◆ **Work to complete**
From the entries below, list each line with "RenameFileTool".

◆ **Provided records**
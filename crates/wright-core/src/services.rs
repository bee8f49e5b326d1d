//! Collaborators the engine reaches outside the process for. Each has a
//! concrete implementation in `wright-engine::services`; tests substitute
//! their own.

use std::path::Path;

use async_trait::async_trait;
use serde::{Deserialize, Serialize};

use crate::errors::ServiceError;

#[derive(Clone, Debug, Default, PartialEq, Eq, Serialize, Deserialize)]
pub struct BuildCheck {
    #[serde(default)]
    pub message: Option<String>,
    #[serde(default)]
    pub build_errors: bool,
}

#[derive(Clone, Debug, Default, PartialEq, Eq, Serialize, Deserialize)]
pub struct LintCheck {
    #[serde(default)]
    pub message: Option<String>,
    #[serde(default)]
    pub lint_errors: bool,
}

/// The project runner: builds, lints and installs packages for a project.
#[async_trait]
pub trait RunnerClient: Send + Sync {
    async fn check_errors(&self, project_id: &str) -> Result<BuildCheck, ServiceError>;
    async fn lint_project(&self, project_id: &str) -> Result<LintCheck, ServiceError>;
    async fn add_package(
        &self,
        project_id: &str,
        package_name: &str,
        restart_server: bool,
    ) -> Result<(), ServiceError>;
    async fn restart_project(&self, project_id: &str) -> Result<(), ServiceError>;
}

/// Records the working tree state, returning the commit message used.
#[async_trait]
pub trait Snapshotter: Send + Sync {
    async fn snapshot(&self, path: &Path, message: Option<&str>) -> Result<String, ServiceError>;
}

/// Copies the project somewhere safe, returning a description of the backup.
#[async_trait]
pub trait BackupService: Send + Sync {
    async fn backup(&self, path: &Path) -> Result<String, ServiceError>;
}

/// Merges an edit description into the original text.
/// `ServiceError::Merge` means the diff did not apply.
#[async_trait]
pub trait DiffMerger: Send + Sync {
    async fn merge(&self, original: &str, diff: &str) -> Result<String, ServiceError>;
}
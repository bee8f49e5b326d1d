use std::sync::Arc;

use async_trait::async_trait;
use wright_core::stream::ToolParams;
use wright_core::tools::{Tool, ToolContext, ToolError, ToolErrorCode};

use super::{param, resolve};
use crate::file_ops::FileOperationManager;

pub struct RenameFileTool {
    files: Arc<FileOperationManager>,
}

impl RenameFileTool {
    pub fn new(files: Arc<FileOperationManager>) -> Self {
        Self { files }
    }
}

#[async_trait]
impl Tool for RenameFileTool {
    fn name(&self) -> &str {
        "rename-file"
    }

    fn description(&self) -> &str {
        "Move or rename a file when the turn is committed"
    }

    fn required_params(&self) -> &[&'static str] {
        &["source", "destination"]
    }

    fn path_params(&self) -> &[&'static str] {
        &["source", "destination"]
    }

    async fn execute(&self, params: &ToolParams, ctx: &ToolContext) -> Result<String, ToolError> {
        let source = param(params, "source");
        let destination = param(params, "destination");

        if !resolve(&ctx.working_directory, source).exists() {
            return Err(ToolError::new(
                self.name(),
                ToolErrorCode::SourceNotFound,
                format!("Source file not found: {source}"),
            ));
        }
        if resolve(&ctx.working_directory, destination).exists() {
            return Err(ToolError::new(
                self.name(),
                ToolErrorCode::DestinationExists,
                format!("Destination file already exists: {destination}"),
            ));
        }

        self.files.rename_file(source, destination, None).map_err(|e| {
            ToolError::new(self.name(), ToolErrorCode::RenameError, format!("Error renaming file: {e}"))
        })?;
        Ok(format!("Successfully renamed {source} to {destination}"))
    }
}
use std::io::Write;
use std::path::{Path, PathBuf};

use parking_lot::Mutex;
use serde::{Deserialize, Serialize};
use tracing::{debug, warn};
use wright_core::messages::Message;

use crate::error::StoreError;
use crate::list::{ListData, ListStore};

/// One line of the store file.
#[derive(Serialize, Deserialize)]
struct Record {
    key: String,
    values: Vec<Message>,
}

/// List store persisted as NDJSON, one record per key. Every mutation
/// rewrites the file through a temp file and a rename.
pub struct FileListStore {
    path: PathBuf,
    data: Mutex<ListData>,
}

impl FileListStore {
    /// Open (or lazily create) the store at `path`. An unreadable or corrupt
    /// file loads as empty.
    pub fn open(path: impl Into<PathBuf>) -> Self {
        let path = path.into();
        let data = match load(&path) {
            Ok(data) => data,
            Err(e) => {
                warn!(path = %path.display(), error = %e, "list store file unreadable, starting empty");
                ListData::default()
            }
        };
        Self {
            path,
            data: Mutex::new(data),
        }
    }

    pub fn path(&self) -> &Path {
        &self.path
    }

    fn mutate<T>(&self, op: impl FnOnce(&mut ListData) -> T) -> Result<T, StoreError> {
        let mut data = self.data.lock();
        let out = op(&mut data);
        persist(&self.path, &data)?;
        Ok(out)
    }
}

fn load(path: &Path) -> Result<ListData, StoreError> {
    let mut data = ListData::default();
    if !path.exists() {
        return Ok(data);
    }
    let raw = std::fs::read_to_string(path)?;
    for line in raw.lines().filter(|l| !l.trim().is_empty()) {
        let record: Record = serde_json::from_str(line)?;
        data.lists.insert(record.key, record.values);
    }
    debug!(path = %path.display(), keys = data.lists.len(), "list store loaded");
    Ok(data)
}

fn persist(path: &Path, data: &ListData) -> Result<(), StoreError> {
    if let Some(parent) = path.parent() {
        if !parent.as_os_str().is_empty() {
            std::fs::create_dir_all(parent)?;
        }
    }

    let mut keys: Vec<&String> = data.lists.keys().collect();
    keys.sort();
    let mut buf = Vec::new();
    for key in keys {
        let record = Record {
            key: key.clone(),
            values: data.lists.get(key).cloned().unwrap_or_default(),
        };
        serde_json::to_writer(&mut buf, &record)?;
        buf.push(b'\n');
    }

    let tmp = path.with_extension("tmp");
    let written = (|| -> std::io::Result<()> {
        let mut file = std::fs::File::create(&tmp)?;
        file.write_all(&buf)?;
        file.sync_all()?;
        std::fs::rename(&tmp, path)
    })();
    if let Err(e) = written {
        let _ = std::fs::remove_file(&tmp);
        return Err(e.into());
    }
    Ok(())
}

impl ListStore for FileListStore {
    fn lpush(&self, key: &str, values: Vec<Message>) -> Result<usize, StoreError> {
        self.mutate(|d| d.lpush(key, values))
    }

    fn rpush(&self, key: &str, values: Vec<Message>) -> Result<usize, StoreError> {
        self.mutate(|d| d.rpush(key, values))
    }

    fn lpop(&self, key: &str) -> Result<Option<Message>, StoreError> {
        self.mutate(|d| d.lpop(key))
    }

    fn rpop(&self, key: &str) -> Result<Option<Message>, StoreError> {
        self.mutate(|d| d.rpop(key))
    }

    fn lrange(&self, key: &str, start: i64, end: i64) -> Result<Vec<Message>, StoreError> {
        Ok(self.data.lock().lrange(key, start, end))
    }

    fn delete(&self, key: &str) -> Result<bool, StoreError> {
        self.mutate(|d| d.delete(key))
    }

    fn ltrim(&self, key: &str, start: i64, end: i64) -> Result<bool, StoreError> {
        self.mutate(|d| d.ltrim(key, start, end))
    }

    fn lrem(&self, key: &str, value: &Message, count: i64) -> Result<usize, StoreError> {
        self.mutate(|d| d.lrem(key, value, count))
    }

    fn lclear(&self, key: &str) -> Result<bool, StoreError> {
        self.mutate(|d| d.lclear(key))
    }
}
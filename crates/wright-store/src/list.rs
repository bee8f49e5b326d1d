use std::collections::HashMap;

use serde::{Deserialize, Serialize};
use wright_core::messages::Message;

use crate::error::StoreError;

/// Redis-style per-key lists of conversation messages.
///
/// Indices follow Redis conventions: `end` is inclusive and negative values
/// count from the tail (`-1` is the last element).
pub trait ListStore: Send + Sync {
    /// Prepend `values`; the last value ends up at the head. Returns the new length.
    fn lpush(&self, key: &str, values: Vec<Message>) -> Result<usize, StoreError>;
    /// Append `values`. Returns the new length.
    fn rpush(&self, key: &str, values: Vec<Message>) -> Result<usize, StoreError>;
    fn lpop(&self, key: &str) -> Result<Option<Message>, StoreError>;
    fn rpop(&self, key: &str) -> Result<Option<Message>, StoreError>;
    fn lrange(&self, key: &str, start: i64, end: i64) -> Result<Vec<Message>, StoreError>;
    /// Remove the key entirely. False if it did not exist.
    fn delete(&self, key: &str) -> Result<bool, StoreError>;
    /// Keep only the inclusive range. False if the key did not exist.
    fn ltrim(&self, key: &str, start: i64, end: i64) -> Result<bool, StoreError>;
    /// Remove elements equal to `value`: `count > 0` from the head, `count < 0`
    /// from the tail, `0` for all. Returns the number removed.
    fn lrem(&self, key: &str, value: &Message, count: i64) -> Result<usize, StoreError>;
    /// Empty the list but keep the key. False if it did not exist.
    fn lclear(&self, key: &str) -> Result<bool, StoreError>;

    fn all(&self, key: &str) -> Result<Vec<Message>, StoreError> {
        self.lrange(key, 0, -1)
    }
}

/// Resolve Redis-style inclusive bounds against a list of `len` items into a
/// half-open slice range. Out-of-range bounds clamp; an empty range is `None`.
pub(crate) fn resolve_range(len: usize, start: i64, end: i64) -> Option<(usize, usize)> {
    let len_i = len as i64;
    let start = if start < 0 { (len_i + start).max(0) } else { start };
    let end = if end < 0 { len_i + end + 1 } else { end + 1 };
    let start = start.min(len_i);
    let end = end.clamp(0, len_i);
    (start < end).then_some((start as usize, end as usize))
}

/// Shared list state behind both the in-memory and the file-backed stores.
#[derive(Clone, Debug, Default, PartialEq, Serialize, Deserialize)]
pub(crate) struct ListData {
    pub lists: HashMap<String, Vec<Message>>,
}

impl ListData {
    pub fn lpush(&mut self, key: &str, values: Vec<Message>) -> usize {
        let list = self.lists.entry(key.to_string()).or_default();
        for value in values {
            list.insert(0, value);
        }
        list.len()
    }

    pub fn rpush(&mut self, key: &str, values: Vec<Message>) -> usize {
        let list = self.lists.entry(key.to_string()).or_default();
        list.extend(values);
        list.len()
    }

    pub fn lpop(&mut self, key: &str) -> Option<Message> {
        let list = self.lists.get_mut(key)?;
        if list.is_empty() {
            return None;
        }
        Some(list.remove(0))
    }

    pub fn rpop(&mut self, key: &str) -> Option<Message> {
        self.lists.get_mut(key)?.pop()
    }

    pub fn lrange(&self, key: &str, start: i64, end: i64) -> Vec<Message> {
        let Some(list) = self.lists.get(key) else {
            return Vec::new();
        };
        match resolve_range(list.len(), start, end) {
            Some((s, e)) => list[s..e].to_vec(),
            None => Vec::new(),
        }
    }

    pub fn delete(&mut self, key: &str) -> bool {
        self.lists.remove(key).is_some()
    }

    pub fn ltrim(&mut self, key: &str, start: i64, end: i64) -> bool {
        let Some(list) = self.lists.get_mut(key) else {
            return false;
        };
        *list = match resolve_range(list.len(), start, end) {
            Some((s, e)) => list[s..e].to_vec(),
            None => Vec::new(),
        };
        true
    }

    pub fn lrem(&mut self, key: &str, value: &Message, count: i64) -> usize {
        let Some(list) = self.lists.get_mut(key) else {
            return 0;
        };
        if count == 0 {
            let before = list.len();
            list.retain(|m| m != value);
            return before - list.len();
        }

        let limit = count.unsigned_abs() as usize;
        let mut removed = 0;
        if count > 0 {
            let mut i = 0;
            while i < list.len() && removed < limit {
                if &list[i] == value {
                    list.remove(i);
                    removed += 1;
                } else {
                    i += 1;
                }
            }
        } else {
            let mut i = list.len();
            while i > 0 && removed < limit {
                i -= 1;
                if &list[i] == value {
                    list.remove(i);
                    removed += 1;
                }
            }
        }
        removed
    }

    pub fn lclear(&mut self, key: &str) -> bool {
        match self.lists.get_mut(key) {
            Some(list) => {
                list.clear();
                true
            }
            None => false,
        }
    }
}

◆ **Answer section**
pub struct RenameFileTool {
impl RenameFileTool {
impl Tool for RenameFileTool {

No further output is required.